## Work to be completed
Across the records below, how many lines contain the string "DetectionResult"? Give the number by itself.

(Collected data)
[Start of Attachment]

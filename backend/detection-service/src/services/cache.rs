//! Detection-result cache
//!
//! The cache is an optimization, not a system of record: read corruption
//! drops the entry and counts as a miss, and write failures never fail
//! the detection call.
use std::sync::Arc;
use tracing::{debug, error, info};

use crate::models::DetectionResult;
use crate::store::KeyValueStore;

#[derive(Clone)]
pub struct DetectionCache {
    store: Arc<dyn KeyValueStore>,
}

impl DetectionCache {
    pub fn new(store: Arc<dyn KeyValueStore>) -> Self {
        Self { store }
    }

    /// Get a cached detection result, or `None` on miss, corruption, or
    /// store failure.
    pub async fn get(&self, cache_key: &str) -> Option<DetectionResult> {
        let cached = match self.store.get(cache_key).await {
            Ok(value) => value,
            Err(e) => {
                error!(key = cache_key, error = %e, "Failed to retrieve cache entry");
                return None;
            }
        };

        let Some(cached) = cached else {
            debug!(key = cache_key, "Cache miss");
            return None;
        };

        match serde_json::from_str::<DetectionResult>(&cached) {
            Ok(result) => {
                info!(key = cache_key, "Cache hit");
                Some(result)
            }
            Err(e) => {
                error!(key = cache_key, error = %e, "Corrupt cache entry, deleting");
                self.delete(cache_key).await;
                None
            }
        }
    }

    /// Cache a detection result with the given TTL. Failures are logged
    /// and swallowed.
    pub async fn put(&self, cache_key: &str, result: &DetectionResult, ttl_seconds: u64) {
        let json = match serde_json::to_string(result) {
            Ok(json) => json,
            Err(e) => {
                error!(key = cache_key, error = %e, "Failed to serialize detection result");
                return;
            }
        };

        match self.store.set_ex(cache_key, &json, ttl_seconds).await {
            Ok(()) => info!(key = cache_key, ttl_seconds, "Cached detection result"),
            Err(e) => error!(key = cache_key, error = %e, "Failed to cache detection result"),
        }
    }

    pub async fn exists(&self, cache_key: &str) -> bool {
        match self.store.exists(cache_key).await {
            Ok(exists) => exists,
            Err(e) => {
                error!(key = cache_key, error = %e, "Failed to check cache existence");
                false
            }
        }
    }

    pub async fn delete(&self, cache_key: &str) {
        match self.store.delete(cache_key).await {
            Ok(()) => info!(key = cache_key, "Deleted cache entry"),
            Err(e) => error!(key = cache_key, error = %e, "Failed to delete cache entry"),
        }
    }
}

[End of Attachment]

## Your response
4